**TASK INSTRUCTIONS**
I need the number of lines in the listing below that contain "Result", and only that number.

**EXERCISE MATERIALS**
use async_graphql::http::GraphiQLSource;
use async_graphql_axum::{GraphQLRequest, GraphQLResponse};
use axum::{
    Router,
    extract::State,
    response::{Html, IntoResponse},
    routing::get,
};
use tower_http::cors::CorsLayer;

use crate::error::Result;

use super::schema::BookshelfSchema;

async fn graphql_handler(
    State(schema): State<BookshelfSchema>,
    req: GraphQLRequest,
) -> GraphQLResponse {
    schema.execute(req.into_inner()).await.into()
}

async fn graphiql() -> impl IntoResponse {
    Html(GraphiQLSource::build().endpoint("/graphql").finish())
}

pub fn build_router(schema: BookshelfSchema) -> Router {
    // Permissive CORS: the tutorial front end runs on another origin in dev.
    Router::new()
        .route("/graphql", get(graphiql).post(graphql_handler))
        .layer(CorsLayer::permissive())
        .with_state(schema)
}

/// Serve the schema on `0.0.0.0:<port>` until the process is stopped.
pub async fn run_server(schema: BookshelfSchema, port: u16) -> Result<()> {
    let app = build_router(schema);

    let listener = tokio::net::TcpListener::bind(("0.0.0.0", port)).await?;
    tracing::info!(port = port, "GraphQL server listening");
    axum::serve(listener, app).await?;
    Ok(())
}
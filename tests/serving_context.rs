//! Concurrent isolation of per-task serving contexts.

use std::sync::Arc;
use std::time::Duration;

use tokio::sync::Barrier;
use tracing_subscriber::{layer::SubscriberExt, util::SubscriberInitExt};
use wirecore::context::{ContextError, ServingContext, Slot};
use wirecore::http::request::RequestLine;
use wirecore::{HeaderMap, Request, Response, StatusCode};

// Shows the context's load/clear events with `RUST_LOG=wirecore=debug`.
fn init_tracing() {
    let _ = tracing_subscriber::registry()
        .with(
            tracing_subscriber::EnvFilter::try_from_default_env()
                .unwrap_or_else(|_| "wirecore=debug".into()),
        )
        .with(tracing_subscriber::fmt::layer().with_test_writer())
        .try_init();
}

fn request(path: &str) -> Request {
    Request::new(RequestLine::parse(&format!("GET {path} HTTP/1.1")).unwrap())
}

#[tokio::test(flavor = "multi_thread", worker_threads = 4)]
async fn concurrent_tasks_see_only_their_own_bindings() {
    init_tracing();
    let serving: ServingContext = ServingContext::new();
    let tasks = 32;
    let barrier = Arc::new(Barrier::new(tasks));

    let mut handles = Vec::with_capacity(tasks);
    for i in 0..tasks {
        let serving = serving.clone();
        let barrier = Arc::clone(&barrier);
        handles.push(tokio::spawn(async move {
            let task = serving.task();
            task.load(request(&format!("/item/{i}")), Response::new(StatusCode::Ok));
            task.set(Slot::Response, "x-task", i.to_string()).unwrap();

            // Every task is loaded before any of them reads back.
            barrier.wait().await;
            tokio::task::yield_now().await;

            let path = task.with_request(|r| r.path().to_owned()).unwrap();
            let marker = task.get(Slot::Response, "X-Task").unwrap();
            task.clear();
            assert!(task.current().is_err());
            (path, marker)
        }));
    }

    for (i, handle) in handles.into_iter().enumerate() {
        let (path, marker) = handle.await.unwrap();
        assert_eq!(path, format!("/item/{i}"));
        assert_eq!(marker, Some(i.to_string()));
    }
    assert_eq!(serving.active_tasks(), 0);
}

#[tokio::test]
async fn task_that_never_loaded_is_not_bound() {
    init_tracing();
    let serving: ServingContext = ServingContext::new();
    let loaded = serving.task();
    loaded.load(request("/"), Response::default());

    let other = serving.clone();
    let err = tokio::spawn(async move { other.task().current().map(|_| ()) })
        .await
        .unwrap()
        .unwrap_err();
    assert_eq!(err, ContextError::NotBound { slot: Slot::Request });
    assert!(loaded.current().is_ok());
}

#[test]
fn panicking_task_releases_its_bindings() {
    init_tracing();
    let serving: ServingContext<HeaderMap, HeaderMap> = ServingContext::new();
    let worker = serving.clone();
    let joined = std::thread::spawn(move || {
        let task = worker.task();
        task.load(HeaderMap::new(), HeaderMap::new());
        panic!("handler failed");
    })
    .join();

    assert!(joined.is_err());
    assert!(serving.servings().is_empty());
    assert_eq!(serving.active_tasks(), 0);
}

#[test]
fn monitor_sees_pairs_from_every_thread() {
    init_tracing();
    let serving: ServingContext = ServingContext::new();
    let (loaded_tx, loaded_rx) = std::sync::mpsc::channel();
    let (done_tx, done_rx) = std::sync::mpsc::channel::<()>();
    let done_rx = Arc::new(std::sync::Mutex::new(done_rx));

    let workers: Vec<_> = (0..3)
        .map(|i| {
            let serving = serving.clone();
            let loaded_tx = loaded_tx.clone();
            let done_rx = Arc::clone(&done_rx);
            std::thread::spawn(move || {
                let task = serving.task();
                let response = Response::default().timeout(if i == 0 {
                    Duration::ZERO
                } else {
                    Duration::from_secs(3600)
                });
                task.load(request("/slow"), response);
                loaded_tx.send(()).unwrap();
                let _ = done_rx.lock().unwrap().recv();
            })
        })
        .collect();

    for _ in 0..3 {
        loaded_rx.recv().unwrap();
    }
    std::thread::sleep(Duration::from_millis(2));
    assert_eq!(serving.servings().len(), 3);
    assert_eq!(serving.check_timeouts(), 1);

    drop(done_tx);
    for worker in workers {
        worker.join().unwrap();
    }
    assert!(serving.servings().is_empty());
}
//! Query-string and path decoding.

use std::collections::BTreeMap;

use serde::Serialize;
use url::form_urlencoded;

/// A decoded query parameter.
///
/// Serializes untagged, so a [`ParamMap`] renders as a plain JSON object.
#[derive(Debug, Clone, PartialEq, Eq, Serialize)]
#[serde(untagged)]
pub enum ParamValue {
    /// A server-side image-map coordinate.
    Int(i64),
    /// A key that appeared once.
    Text(String),
    /// A key that appeared more than once, in order of appearance.
    List(Vec<String>),
}

impl ParamValue {
    /// Returns the single text value, if this is one.
    pub fn as_str(&self) -> Option<&str> {
        match self {
            Self::Text(s) => Some(s),
            _ => None,
        }
    }
}

/// Decoded query parameters keyed by name.
pub type ParamMap = BTreeMap<String, ParamValue>;

// `<digits>,<digits>` as sent by a browser clicking a server-side image map.
fn image_map_coords(query: &str) -> Option<(i64, i64)> {
    let (x, y) = query.split_once(',')?;
    let numeric = |s: &str| !s.is_empty() && s.bytes().all(|b| b.is_ascii_digit());
    if !numeric(x) || !numeric(y) {
        return None;
    }
    Some((x.parse().ok()?, y.parse().ok()?))
}

/// Decodes a query string into a [`ParamMap`].
///
/// `"12,34"` becomes `{x: 12, y: 34}`. Anything else is form-decoded: blank
/// values are kept, a key seen once maps to its value and a repeated key to
/// the list of its values.
///
/// # Examples
///
/// ```
/// use wirecore::http::query::{parse_query_string, ParamValue};
///
/// let params = parse_query_string("q=rust+lang&tag=a&tag=b");
/// assert_eq!(params["q"], ParamValue::Text("rust lang".into()));
/// assert_eq!(params["tag"], ParamValue::List(vec!["a".into(), "b".into()]));
///
/// let coords = parse_query_string("12,34");
/// assert_eq!(coords["x"], ParamValue::Int(12));
/// ```
pub fn parse_query_string(query: &str) -> ParamMap {
    if let Some((x, y)) = image_map_coords(query) {
        return ParamMap::from([
            ("x".to_owned(), ParamValue::Int(x)),
            ("y".to_owned(), ParamValue::Int(y)),
        ]);
    }

    let mut grouped: BTreeMap<String, Vec<String>> = BTreeMap::new();
    for (key, value) in form_urlencoded::parse(query.as_bytes()) {
        grouped
            .entry(key.into_owned())
            .or_default()
            .push(value.into_owned());
    }

    grouped
        .into_iter()
        .map(|(key, mut values)| {
            let value = if values.len() == 1 {
                ParamValue::Text(values.remove(0))
            } else {
                ParamValue::List(values)
            };
            (key, value)
        })
        .collect()
}

fn hex_value(b: u8) -> Option<u8> {
    match b {
        b'0'..=b'9' => Some(b - b'0'),
        b'a'..=b'f' => Some(b - b'a' + 10),
        b'A'..=b'F' => Some(b - b'A' + 10),
        _ => None,
    }
}

/// Percent-decodes a request path.
///
/// Malformed escapes are kept literally and `+` is not a space here.
/// Invalid UTF-8 in the decoded bytes is replaced with U+FFFD.
///
/// ```
/// use wirecore::http::query::unquote_path;
///
/// assert_eq!(unquote_path("/this%20path"), "/this path");
/// assert_eq!(unquote_path("/100%/a+b"), "/100%/a+b");
/// ```
pub fn unquote_path(path: &str) -> String {
    let bytes = path.as_bytes();
    let mut out = Vec::with_capacity(bytes.len());
    let mut i = 0;
    while i < bytes.len() {
        if bytes[i] == b'%' {
            let hi = bytes.get(i + 1).copied().and_then(hex_value);
            let lo = bytes.get(i + 2).copied().and_then(hex_value);
            if let (Some(hi), Some(lo)) = (hi, lo) {
                out.push((hi << 4) | lo);
                i += 3;
                continue;
            }
        }
        out.push(bytes[i]);
        i += 1;
    }
    String::from_utf8_lossy(&out).into_owned()
}

#[cfg(test)]
mod tests {
    use super::*;
    use serde_json::json;

    #[test]
    fn image_map_coordinates() {
        let params = parse_query_string("120,45");
        assert_eq!(serde_json::to_value(&params).unwrap(), json!({"x": 120, "y": 45}));
    }

    #[test]
    fn not_quite_coordinates_fall_back_to_form_decoding() {
        let params = parse_query_string("12,34abc");
        assert_eq!(params["12,34abc"], ParamValue::Text(String::new()));
    }

    #[test]
    fn single_values_collapse_and_repeats_stay_lists() {
        let params = parse_query_string("name=world&blank=&flag&id=1&id=2&id=3");
        assert_eq!(
            serde_json::to_value(&params).unwrap(),
            json!({"name": "world", "blank": "", "flag": "", "id": ["1", "2", "3"]})
        );
    }

    #[test]
    fn percent_and_plus_decoding() {
        let params = parse_query_string("q=a%26b+c&caf%C3%A9=1");
        assert_eq!(params["q"].as_str(), Some("a&b c"));
        assert_eq!(params["café"].as_str(), Some("1"));
    }

    #[test]
    fn empty_query() {
        assert!(parse_query_string("").is_empty());
    }

    #[test]
    fn unquote_keeps_malformed_escapes() {
        assert_eq!(unquote_path("/a%2"), "/a%2");
        assert_eq!(unquote_path("/a%zz"), "/a%zz");
        assert_eq!(unquote_path("/caf%C3%A9"), "/café");
    }
}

**ANSWER SPACE**
2